New holder system to attach the light on the headband. A magnet holds the light, and an extra rubber band for extra security. 

https://youtu.be/e3RUJFSINoY?t=4m25s


----------



## proceed5 (Mar 5, 2017)

Thumbs up to Olight, this is the Headlamp i am waiting for. 
That magnetic holder with the rubberband (bicycle headlamp style attachment) is nice and easy to use/ 
Hope Olight offers it in Neutral White. Well done Olight :thumbsup:


----------



## noboneshotdog (Mar 5, 2017)

Sweet! Loving that easy release magnetic head lamp clip. Two thumbs up Olight. And yes..... Please neutral white.


----------



## scs (Mar 5, 2017)

Much potential for this to be a great offering! 4000K-4500K NW please.


----------



## Tachead (Mar 6, 2017)

Looks like an interesting offering but, there is no way it will be 2500 ANSI lumens unless it is only for 15 seconds and comes with a liquid cooling system lol. The 1500 lumen XHP35 and XHP50 Armytek models already hit 60+C in around a minute. Zebralight's even lower powered XHP offerings only hold high for about a minute due to heat as well. 
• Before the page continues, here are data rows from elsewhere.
#![deny(missing_docs)]
#![doc = env!("CARGO_PKG_DESCRIPTION")]

/// image representation for computer vision purposes.
pub mod image;

/// Error types for the image module.
pub mod error;

/// operations to cast images between sample types.
pub mod ops;

pub use crate::error::ImageError;
pub use crate::image::{Image, ImageDtype, ImageSize};
use unlens_image::Image;

/// Kernel for nearest neighbor interpolation
///
/// # Arguments
///
/// * `image` - The input image container.
/// * `u` - The x coordinate of the pixel to interpolate.
/// * `v` - The y coordinate of the pixel to interpolate.
///
/// # Returns
///
/// The pixel values of the nearest neighbor.
pub(crate) fn nearest_neighbor_interpolation<const C: usize>(
    image: &Image<f32, C>,
    u: f32,
    v: f32,
) -> [f32; C] {
    let (rows, cols) = (image.rows(), image.cols());

    let iu = (u.round() as usize).min(cols - 1);
    let iv = (v.round() as usize).min(rows - 1);

    let base = (iv * cols + iu) * C;

    let data = image.as_slice();
    let p = unsafe { data.get_unchecked(base..base + C) };

    let mut pixel = [0.0; C];
    pixel.copy_from_slice(p);

    pixel
}

#[cfg(test)]
mod tests {
    use unlens_image::{Image, ImageError, ImageSize};

    #[test]
    fn nearest_rounds_to_closest() -> Result<(), ImageError> {
        let image = Image::<f32, 1>::new(
            ImageSize {
                width: 2,
                height: 2,
            },
            vec![0.0, 1.0, 2.0, 3.0],
        )?;

        let pixel = super::nearest_neighbor_interpolation(&image, 0.9, 0.1);
        assert!((pixel[0] - 1.0).abs() < 1e-6);

        Ok(())
    }
}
Hopefully the H1R Pro has more modes including a REAL moonlight mode, real time thermal regulation instead of a timed stepdown, comes in NW, does not have PWM on the low modes, is not too heavy, and has a properly designed charging system. Using normal cells(flat top or button) for the charging system instead of a proprietary cell like the H1R would make it more appealing as well.

I really hope they improved some of the shortcomings the H1R had with this model because the H1R was a huge disappointment imo but, had such potential.


----------



## Shaysrebellion (Mar 6, 2017)

And NO BLASTED PARASITIC DRAIN!!!!!!!!!!!!!!!!!!!!!!!!!!!!!!!!!!!

Also could someone besides SF put an IV twister knob to adjust lumens??????






Tachead said:


> Looks like an interesting offering but, there is no way it will be 2500 ANSI lumens unless it is only for 15 seconds and comes with a liquid cooling system lol. The 1500 lumen XHP35 and XHP50 Armytek models already hit 60+C in around a minute. Zebralight's even lower powered XHP offerings only hold high for about a minute due to heat as well.
> 
> Hopefully the H1R Pro has more modes including a REAL moonlight mode, real time thermal regulation instead of a timed stepdown, comes in NW, does not have PWM on the low modes, is not too heavy, and has a properly designed charging system. Using normal cells(flat top or button) for the charging system instead of a proprietary cell like the H1R would make it more appealing as well.
> 
> I really hope they improved some of the shortcomings the H1R had with this model because the H1R was a huge disappointment imo but, had such potential.


----------



## marsalla (Mar 19, 2017)

Shaysrebellion said:


> And NO BLASTED PARASITIC DRAIN!!!!!!!!!!!!!!!!!!!!!!!!!!!!!!!!!!!
> 
> Also could someone besides SF put an IV twister knob to adjust lumens??????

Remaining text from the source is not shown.